* **Exercise goal**:
Would you write out the whole listing below exactly as given?

(Data provided)

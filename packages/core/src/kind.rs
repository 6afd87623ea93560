//! Per-path KindTags: is the entry at a path a Directory or a Leaf?
//!
//! Tags live beside the data under `"TYPE:" + path` and hold an integer code.

use jsondb_flat_store::FlatStore;

use crate::directory::DirBatch;
use crate::Error;

/// What is physically stored at a path.
#[derive(Clone, Copy, Debug, PartialEq, Eq, Hash)]
pub enum Kind {
    /// Nothing is tagged at the path.
    Null,
    /// A Directory listing of child paths.
    Dir,
    /// A Leaf holding one scalar.
    Obj,
}

const DIR_CODE: i64 = b'd' as i64;
const OBJ_CODE: i64 = b'o' as i64;

impl Kind {
    /// The integer stored in the tag entry, or `None` for `Kind::Null`.
    pub fn code(self) -> Option<i64> {
        match self {
            Kind::Null => None,
            Kind::Dir => Some(DIR_CODE),
            Kind::Obj => Some(OBJ_CODE),
        }
    }

    pub fn from_code(code: i64) -> Kind {
        match code {
            DIR_CODE => Kind::Dir,
            OBJ_CODE => Kind::Obj,
            _ => Kind::Null,
        }
    }
}

/// Side properties tagged on a path.
#[derive(Clone, Copy, Debug, PartialEq, Eq, Hash)]
pub enum Property {
    /// The KindTag.
    Type,
}

impl Property {
    pub fn prefix(self) -> &'static str {
        match self {
            Property::Type => "TYPE:",
        }
    }

    /// The flat key holding this property for `path`.
    pub fn key_for(self, path: &str) -> String {
        format!("{}{}", self.prefix(), path)
    }
}

/// Report what is stored at `path`.
///
/// A path waiting in `batch` is a Directory even though nothing has been
/// written for it yet.
pub fn kind_of<S: FlatStore + ?Sized>(
    store: &mut S,
    batch: Option<&DirBatch>,
    path: &str,
) -> Result<Kind, Error> {
    if batch.is_some_and(|b| b.contains(path)) {
        return Ok(Kind::Dir);
    }

    let raw = match store.get_string(&Property::Type.key_for(path))? {
        Some(raw) if !raw.is_empty() => raw,
        _ => return Ok(Kind::Null),
    };

    match raw.trim().parse::<i64>() {
        Ok(code) => {
            let kind = Kind::from_code(code);
            if kind == Kind::Null {
                log::warn!("Unknown kind code {} tagged on {}", code, path);
            }
            Ok(kind)
        }
        Err(_) => {
            log::warn!("Unreadable kind tag {:?} on {}", raw, path);
            Ok(Kind::Null)
        }
    }
}

/// Record `kind` for `path`.
pub(crate) fn tag<S: FlatStore + ?Sized>(store: &mut S, path: &str, kind: Kind) -> Result<(), Error> {
    let key = Property::Type.key_for(path);
    match kind.code() {
        Some(code) => store.set_string(&key, &code.to_string())?,
        None => store.delete_key(&key)?,
    }
    Ok(())
}

#[cfg(test)]
mod tests {
    use super::*;
    use jsondb_flat_store::InMemoryFlatStore;

    #[test]
    fn codes_match_reserved_characters() {
        assert_eq!(Kind::Dir.code(), Some(100));
        assert_eq!(Kind::Obj.code(), Some(111));
        assert_eq!(Kind::Null.code(), None);

        assert_eq!(Kind::from_code(100), Kind::Dir);
        assert_eq!(Kind::from_code(111), Kind::Obj);
        assert_eq!(Kind::from_code(0), Kind::Null);
    }

    #[test]
    fn property_key_is_prefixed() {
        assert_eq!(Property::Type.key_for("root\\a"), "TYPE:root\\a");
    }

    #[test]
    fn tag_then_read() {
        let mut store = InMemoryFlatStore::new();

        tag(&mut store, "root\\a", Kind::Obj).unwrap();
        assert_eq!(kind_of(&mut store, None, "root\\a").unwrap(), Kind::Obj);
        assert_eq!(
            store.entries().get("TYPE:root\\a").map(String::as_str),
            Some("111")
        );

        tag(&mut store, "root\\a", Kind::Null).unwrap();
        assert_eq!(kind_of(&mut store, None, "root\\a").unwrap(), Kind::Null);
        assert!(store.is_empty());
    }

    #[test]
    fn untagged_path_is_null() {
        let mut store = InMemoryFlatStore::new();
        assert_eq!(kind_of(&mut store, None, "root\\missing").unwrap(), Kind::Null);
    }

    #[test]
    fn garbage_tag_is_null() {
        let mut store = InMemoryFlatStore::new();
        store.set_string("TYPE:root\\a", "\"what\"").unwrap();
        assert_eq!(kind_of(&mut store, None, "root\\a").unwrap(), Kind::Null);
    }

    #[test]
    fn pending_directory_reads_as_dir() {
        let mut store = InMemoryFlatStore::new();
        let mut batch = DirBatch::new();
        batch.register(&mut store, "root", "root\\a").unwrap();

        assert_eq!(kind_of(&mut store, Some(&batch), "root").unwrap(), Kind::Dir);
        assert_eq!(kind_of(&mut store, None, "root").unwrap(), Kind::Null);
    }
}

(End Data provided)

* **Response**:
filename packages/core/src/kind.rs
repository 6afd87623ea93560
//! Per-path KindTags: is the entry at a path a Directory or a Leaf?
//!
//! Tags live beside the data under `"TYPE:" + path` and hold an integer code.

use jsondb_flat_store::FlatStore;

use crate::directory::DirBatch;
use crate::Error;

/// What is physically stored at a path.
#[derive(Clone, Copy, Debug, PartialEq, Eq, Hash)]
pub enum Kind {
    /// Nothing is tagged at the path.
    Null,
    /// A Directory listing of child paths.
    Dir,
    /// A Leaf holding one scalar.
    Obj,
}

const DIR_CODE: i64 = b'd' as i64;
const OBJ_CODE: i64 = b'o' as i64;

impl Kind {
    /// The integer stored in the tag entry, or `None` for `Kind::Null`.
    pub fn code(self) -> Option<i64> {
        match self {
            Kind::Null => None,
            Kind::Dir => Some(DIR_CODE),
            Kind::Obj => Some(OBJ_CODE),
        }
    }

    pub fn from_code(code: i64) -> Kind {
        match code {
            DIR_CODE => Kind::Dir,
            OBJ_CODE => Kind::Obj,
            _ => Kind::Null,
        }
    }
}

/// Side properties tagged on a path.
#[derive(Clone, Copy, Debug, PartialEq, Eq, Hash)]
pub enum Property {
    /// The KindTag.
    Type,
}

impl Property {
    pub fn prefix(self) -> &'static str {
        match self {
            Property::Type => "TYPE:",
        }
    }

    /// The flat key holding this property for `path`.
    pub fn key_for(self, path: &str) -> String {
        format!("{}{}", self.prefix(), path)
    }
}

/// Report what is stored at `path`.
///
/// A path waiting in `batch` is a Directory even though nothing has been
/// written for it yet.
pub fn kind_of<S: FlatStore + ?Sized>(
    store: &mut S,
    batch: Option<&DirBatch>,
    path: &str,
) -> Result<Kind, Error> {
    if batch.is_some_and(|b| b.contains(path)) {
        return Ok(Kind::Dir);
    }

    let raw = match store.get_string(&Property::Type.key_for(path))? {
        Some(raw) if !raw.is_empty() => raw,
        _ => return Ok(Kind::Null),
    };

    match raw.trim().parse::<i64>() {
        Ok(code) => {
            let kind = Kind::from_code(code);
            if kind == Kind::Null {
                log::warn!("Unknown kind code {} tagged on {}", code, path);
            }
            Ok(kind)
        }
        Err(_) => {
            log::warn!("Unreadable kind tag {:?} on {}", raw, path);
            Ok(Kind::Null)
        }
    }
}

/// Record `kind` for `path`.
pub(crate) fn tag<S: FlatStore + ?Sized>(store: &mut S, path: &str, kind: Kind) -> Result<(), Error> {
    let key = Property::Type.key_for(path);
    match kind.code() {
        Some(code) => store.set_string(&key, &code.to_string())?,
        None => store.delete_key(&key)?,
    }
    Ok(())
}

#[cfg(test)]
mod tests {
    use super::*;
    use jsondb_flat_store::InMemoryFlatStore;

    #[test]
    fn codes_match_reserved_characters() {
        assert_eq!(Kind::Dir.code(), Some(100));
        assert_eq!(Kind::Obj.code(), Some(111));
        assert_eq!(Kind::Null.code(), None);

        assert_eq!(Kind::from_code(100), Kind::Dir);
        assert_eq!(Kind::from_code(111), Kind::Obj);
        assert_eq!(Kind::from_code(0), Kind::Null);
    }

    #[test]
    fn property_key_is_prefixed() {
        assert_eq!(Property::Type.key_for("root\\a"), "TYPE:root\\a");
    }

    #[test]
    fn tag_then_read() {
        let mut store = InMemoryFlatStore::new();

        tag(&mut store, "root\\a", Kind::Obj).unwrap();
        assert_eq!(kind_of(&mut store, None, "root\\a").unwrap(), Kind::Obj);
        assert_eq!(
            store.entries().get("TYPE:root\\a").map(String::as_str),
            Some("111")
        );

        tag(&mut store, "root\\a", Kind::Null).unwrap();
        assert_eq!(kind_of(&mut store, None, "root\\a").unwrap(), Kind::Null);
        assert!(store.is_empty());
    }

    #[test]
    fn untagged_path_is_null() {
        let mut store = InMemoryFlatStore::new();
        assert_eq!(kind_of(&mut store, None, "root\\missing").unwrap(), Kind::Null);
    }

    #[test]
    fn garbage_tag_is_null() {
        let mut store = InMemoryFlatStore::new();
        store.set_string("TYPE:root\\a", "\"what\"").unwrap();
        assert_eq!(kind_of(&mut store, None, "root\\a").unwrap(), Kind::Null);
    }

    #[test]
    fn pending_directory_reads_as_dir() {
        let mut store = InMemoryFlatStore::new();
        let mut batch = DirBatch::new();
        batch.register(&mut store, "root", "root\\a").unwrap();

        assert_eq!(kind_of(&mut store, Some(&batch), "root").unwrap(), Kind::Dir);
        assert_eq!(kind_of(&mut store, None, "root").unwrap(), Kind::Null);
    }
}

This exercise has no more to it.